Et une matrone qui, habitée par Phébus (un "esprit de Python" comme on dit dans les Actes des Apôtres, et le python est l'attribut d'Apollon et de sa prêtresse la Pythie, qui annonça la naissance de... Pythagore), va compléter :

"Telle des sommets du Pinde descend la bacchante pleine des fureurs du dieu d'Ogygie, telle à travers la ville consternée s'élance une matrone révélant par ces mots le Dieu qui l'oppresse. "Où vais-je, ô Péan ! Sur quelle terre au-delà des cieux suis-je entraînée ? Je vois le Pangée et ses cimes blanches de neiges, et les vastes plaines de Philippes au pied de l'Hémus. Phébus, dis-moi, quelle est cette vision insensée ? Quels sont ces traits, quelles cohortes romaines en viennent aux mains ? Quoi ! une guerre et nul ennemi ? Où suis-je ailleurs emportée ? Me voici aux portes de l'Orient où la mer change de couleur dans le Nil des Lagides. Ce cadavre mutilé qui gît sur la rive du fleuve, je le reconnais. Je suis transportée aux Syrtes trompeuses, dans la brûlante Libye, où la cruelle Erinys a jeté les débris de Pharsale. Maintenant je suis emportée par-dessus les cimes nuageuses des Alpes, plus haut que les Pyrénées dont le sommet se perd dans les airs. Maintenant je reviens dans ma patrie. La guerre impie s'achève au sein du Sénat. Les partis se relèvent ; je parcours de nouveau l'univers. Montre-moi de nouvelles terres, de nouvelles mers, Phébus, j'ai déjà vu Philippes (50)." Elle dit, et tombe épuisée sous le dernier effort de sa fureur."

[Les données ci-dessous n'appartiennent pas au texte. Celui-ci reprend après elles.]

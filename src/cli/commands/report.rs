use crate::cli::Context;
use crate::cli::parser::{ExportArgs, ReportCmd};
use crate::core::reports::{
    ExecutiveSummary, FleetFinance, FleetHoursReport, HoursRow, MonitorFinance,
    MonitorHoursReport, ReportLogic, ScheduledOverview, WeeklyComparison,
};
use crate::errors::AppResult;
use crate::export::{ExportFormat, ExportLogic};
use crate::ui::messages::{header, info};
use crate::utils::colors::{RESET, color_for_delta};
use crate::utils::formatting::{bold, fmt_percent};
use crate::utils::table::{Column, Table};
use crate::utils::{fmt_hours, fmt_money};
use serde::Serialize;

pub fn handle(cmd: &ReportCmd, ctx: &Context) -> AppResult<()> {
    let pool = ctx.open()?;
    let actor = ctx.actor(&pool)?;

    match cmd {
        ReportCmd::Hours {
            monitor,
            period,
            filter,
            export,
        } => {
            let (from, to) = ctx.period(period.as_deref())?;
            let report = ReportLogic::monitor_hours_report(
                &pool,
                &actor,
                monitor.unwrap_or(actor.id),
                from,
                to,
                &filter.to_filter()?,
            )?;
            print_monitor_hours(&report);
            maybe_export(export, &report, &[report.row()])?;
        }

        ReportCmd::Fleet {
            period,
            filter,
            export,
        } => {
            let (from, to) = ctx.period(period.as_deref())?;
            let report =
                ReportLogic::fleet_hours_report(&pool, &actor, from, to, &filter.to_filter()?)?;
            print_fleet_hours(&report);
            maybe_export(export, &report, &report.rows)?;
        }

        ReportCmd::Finance {
            monitor,
            weeks_worked,
            total_weeks,
            period,
            export,
        } => {
            let range = match period {
                Some(p) => Some(ctx.period(Some(p))?),
                None => None,
            };
            let report = ReportLogic::monitor_finance(
                &pool,
                &actor,
                *monitor,
                *weeks_worked,
                *total_weeks,
                range,
            )?;
            print_monitor_finance(&report);
            maybe_export(export, &report, &[report.projection.clone()])?;
        }

        ReportCmd::FleetFinance {
            weeks_worked,
            total_weeks,
            export,
        } => {
            let report = ReportLogic::fleet_finance(&pool, &actor, *weeks_worked, *total_weeks)?;
            print_fleet_finance(&report);
            maybe_export(export, &report, &report.rows)?;
        }

        ReportCmd::Summary {
            period,
            weeks_worked,
            limit,
            export,
        } => {
            let (from, to) = ctx.period(period.as_deref())?;
            let report = ReportLogic::executive_summary(
                &pool,
                &actor,
                from,
                to,
                *weeks_worked,
                limit.unwrap_or(ctx.cfg.report_limit),
            )?;
            print_summary(&report);
            maybe_export(export, &report, &report.top_monitors)?;
        }

        ReportCmd::Weekly { period, export } => {
            let (from, to) = ctx.period(period.as_deref())?;
            let report = ReportLogic::weekly_comparison(&pool, &actor, from, to)?;
            print_weekly(&report);
            maybe_export(export, &report, &report.weeks)?;
        }

        ReportCmd::Scheduled { export } => {
            let report = ReportLogic::scheduled_hours_overview(&pool, &actor)?;
            print_scheduled(&report);
            maybe_export(export, &report, &report.rows())?;
        }
    }

    Ok(())
}

fn maybe_export<D: Serialize, R: Serialize>(
    args: &ExportArgs,
    document: &D,
    rows: &[R],
) -> AppResult<()> {
    let Some(file) = &args.file else {
        return Ok(());
    };

    let format = args.format.unwrap_or_else(|| {
        if file.to_lowercase().ends_with(".json") {
            ExportFormat::Json
        } else {
            ExportFormat::Csv
        }
    });

    ExportLogic::export(format, file, args.force, document, rows)
}

fn line(label: &str, value: impl std::fmt::Display) {
    println!("  {:<28} {}", label, value);
}

fn hours_table(rows: &[HoursRow]) -> Table {
    let mut table = Table::new(vec![
        Column::right("#"),
        Column::left("MONITOR"),
        Column::right("ATTENDANCE"),
        Column::right("ADJUST"),
        Column::right("TOTAL"),
        Column::right("COST"),
    ]);
    for (i, r) in rows.iter().enumerate() {
        table.add_row(vec![
            (i + 1).to_string(),
            format!("{} (#{})", r.monitor_name, r.monitor_id),
            fmt_hours(r.attendance_hours, false),
            format!(
                "{}{}{}",
                color_for_delta(r.adjustment_hours),
                fmt_hours(r.adjustment_hours, true),
                RESET
            ),
            bold(&fmt_hours(r.total_hours, false)),
            fmt_money(r.cost),
        ]);
    }
    table
}

fn print_monitor_hours(r: &MonitorHoursReport) {
    header(format!(
        "Hours of {} (#{}) {} → {}",
        r.monitor_name, r.monitor_id, r.from, r.to
    ));
    line("Attendance hours", fmt_hours(r.totals.attendance_hours, false));
    line("Adjustment hours", fmt_hours(r.totals.adjustment_hours, true));
    line("Total hours", bold(&fmt_hours(r.totals.total_hours, false)));
    line("Blocks / adjustments", format!(
        "{} / {}",
        r.totals.attendance_count, r.totals.adjustment_count
    ));
    line("Present", r.states.present);
    line(
        "Pending / auth. / rej. / rec.",
        format!(
            "{} / {} / {} / {}",
            r.states.pending, r.states.authorized, r.states.rejected, r.states.recovered
        ),
    );
    line("Hourly rate", fmt_money(r.hourly_rate));
    line("Cost", bold(&fmt_money(r.cost)));
}

fn print_fleet_hours(r: &FleetHoursReport) {
    header(format!("Fleet hours {} → {}", r.from, r.to));
    if r.rows.is_empty() {
        info("No monitors registered.");
    } else {
        hours_table(&r.rows).print();
        println!();
    }
    line("Monitors", r.monitor_count);
    line("Total hours", bold(&fmt_hours(r.totals.total_hours, false)));
    line("Total cost", bold(&fmt_money(r.total_cost)));
    line("Average hours per monitor", fmt_hours(r.average_hours_per_monitor, false));
}

fn print_monitor_finance(r: &MonitorFinance) {
    let p = &r.projection;
    header(format!("Semester projection of {} (#{})", r.monitor_name, r.monitor_id));
    line("Slots per week", r.slot_count);
    line("Weekly hours", fmt_hours(p.weekly_hours, false));
    line("Hourly rate", fmt_money(p.hourly_rate));
    line("Weeks worked / total", format!("{} / {}", p.weeks_worked, p.total_weeks));
    line("Projected hours", fmt_hours(p.projected_total_hours, false));
    line("Projected cost", bold(&fmt_money(p.projected_total_cost)));
    line("Worked so far", fmt_money(p.worked_cost));
    line("Remaining", fmt_money(p.remaining_cost));
    if let Some(a) = &r.actual {
        line(
            &format!("Actual {} → {}", a.from, a.to),
            format!("{} = {}", fmt_hours(a.total_hours, false), fmt_money(a.cost)),
        );
    }
}

fn print_fleet_finance(r: &FleetFinance) {
    header(format!(
        "Fleet semester projection (week {} of {})",
        r.weeks_worked, r.total_weeks
    ));

    if r.rows.is_empty() {
        info("No monitors registered.");
    } else {
        let mut table = Table::new(vec![
            Column::left("MONITOR"),
            Column::right("SLOTS"),
            Column::right("WEEKLY"),
            Column::right("PROJECTED"),
            Column::right("WORKED"),
            Column::right("REMAINING"),
        ]);
        for row in &r.rows {
            table.add_row(vec![
                format!("{} (#{})", row.monitor_name, row.monitor_id),
                row.slot_count.to_string(),
                fmt_hours(row.weekly_hours, false),
                fmt_money(row.projected_total_cost),
                fmt_money(row.worked_cost),
                fmt_money(row.remaining_cost),
            ]);
        }
        table.print();
        println!();
    }

    line("Monitors", r.monitor_count);
    line("Weekly hours", fmt_hours(r.weekly_hours, false));
    line("Projected cost", bold(&fmt_money(r.projected_total_cost)));
    line("Worked so far", fmt_money(r.worked_cost));
    line("Remaining", fmt_money(r.remaining_cost));
    line("Average per monitor", fmt_money(r.average_cost_per_monitor));
}

fn print_summary(r: &ExecutiveSummary) {
    header(format!("Executive summary {} → {} ({} days)", r.from, r.to, r.days));
    line("Monitors", r.monitor_count);
    line("Weekly scheduled hours", fmt_hours(r.weekly_scheduled_hours, false));
    line("Actual hours", bold(&fmt_hours(r.actual.total_hours, false)));
    line("Actual cost", bold(&fmt_money(r.actual_cost)));
    line("Projected semester cost", fmt_money(r.projection.projected_total_cost));
    line("Average hours per monitor", fmt_hours(r.average_hours_per_monitor, false));
    line("Average hours per day", fmt_hours(r.average_hours_per_day, false));
    line("Average cost per monitor", fmt_money(r.average_cost_per_monitor));

    if !r.top_monitors.is_empty() {
        println!("\n🏆 Top monitors\n");
        hours_table(&r.top_monitors).print();
    }
}

fn print_weekly(r: &WeeklyComparison) {
    header(format!("Weekly comparison {} → {}", r.from, r.to));

    let mut table = Table::new(vec![
        Column::left("WEEK"),
        Column::right("ATTENDANCE"),
        Column::right("ADJUST"),
        Column::right("TOTAL"),
        Column::right("COST"),
        Column::right("Δ HOURS"),
        Column::right("Δ %"),
    ]);
    for w in &r.weeks {
        let delta = w.change_hours.unwrap_or(0.0);
        table.add_row(vec![
            format!("{} → {}", w.week_start, w.week_end),
            fmt_hours(w.attendance_hours, false),
            fmt_hours(w.adjustment_hours, true),
            bold(&fmt_hours(w.total_hours, false)),
            fmt_money(w.cost),
            match w.change_hours {
                Some(_) => format!("{}{}{}", color_for_delta(delta), fmt_hours(delta, true), RESET),
                None => "-".into(),
            },
            fmt_percent(w.change_percent),
        ]);
    }
    table.print();
}

fn print_scheduled(r: &ScheduledOverview) {
    header("Scheduled hours per week");

    let mut table = Table::new(vec![
        Column::left("GROUP"),
        Column::left("VALUE"),
        Column::right("SLOTS"),
        Column::right("HOURS"),
    ]);
    for row in r.rows() {
        table.add_row(vec![
            row.group.clone(),
            format!("{} ({})", row.label, row.code),
            row.slots.to_string(),
            fmt_hours(row.weekly_hours, false),
        ]);
    }
    table.print();
    println!();

    line("Slots", r.slot_count);
    line("Monitors", r.monitor_count);
    line("Weekly hours", bold(&fmt_hours(r.weekly_hours, false)));
}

Je tiens Lucain pour un esprit inspiré et sans doute néo-pythagoricien lui-même. Neveu de Sénèque, né à Cordoue comme lui (mais il n'y vécut qu'un an, puis fut un protégé de Néron). Surdoué comme son condisciple Perse, il fut contraint au suicide à 26 ans en raison de ses idées républicaines et de sa participation à la conjuration de Pison (en 65) - pour savoir tout le mal que Néron fit à la philosophie et au pythagorisme il suffit de lire la Vie d'Apollonios de Tyane.

Pour moi le seul fait qu'il ait écrit une Katabasis (une descente aux Enfers) est le signe qu'il bénéficiait d'une inspiration mystique comme tout le pythagorisme et cette inspiration traverse toute la Pharsale.

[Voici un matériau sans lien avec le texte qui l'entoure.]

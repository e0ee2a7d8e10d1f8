//! shiftledger main entrypoint.

use shiftledger::run;

fn main() {
    println!();
    if let Err(e) = run() {
        eprintln!("Error: {}", e);
        std::process::exit(1);
    }
}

On peut se demander pourquoi lorsque la Rome républicaine s'effondre face à César, il confie à deux devins étrusques et à une femme possédée par Apollon la révélation sur son avenir.

Lucain a eu un condisciple illustre étrusque plus âgé que lui de 5 ans et qui mourut fort jeune aussi trois ans avant lui ,ce qui l'a peut-être sensibilisé à l'importance de la divination étrusque dans le dispositif républicain romain. Ils eurent tous deux pour maître stoïcien le libyen de Leptis Magna Cornutus (ce qui explique peut-être le fait que Lucain dans l'épisode sur le désert des Syrtes parle de l'Afrique comme la terre chérie d'Athéna, cela devait être mis en valeur à Leptis Magna et lui avait peut-être été transmis par Cornutus).

Dans Bottéro (Au commencement étaient les dieux p. 22) on lit : "Nous avons pu retrouver jusqu'en Etrurie des foies de bronze ou d'argile, directement imités de ceux de Babylone, utilisés pour l'aruspicine". Mais si Arruns en tant qu'aruspice se situe dans la tradition sumérienne-babylonienne, Bottéro situe Lucain dans la veine de l'Egypte (et d'Isis), ce qui sera prolongé par Apulée dans les générations suivantes.

Le culte de Figulus a-t-il été entretenu dans l'école stoïcienne du poête philosophe Cornutus ?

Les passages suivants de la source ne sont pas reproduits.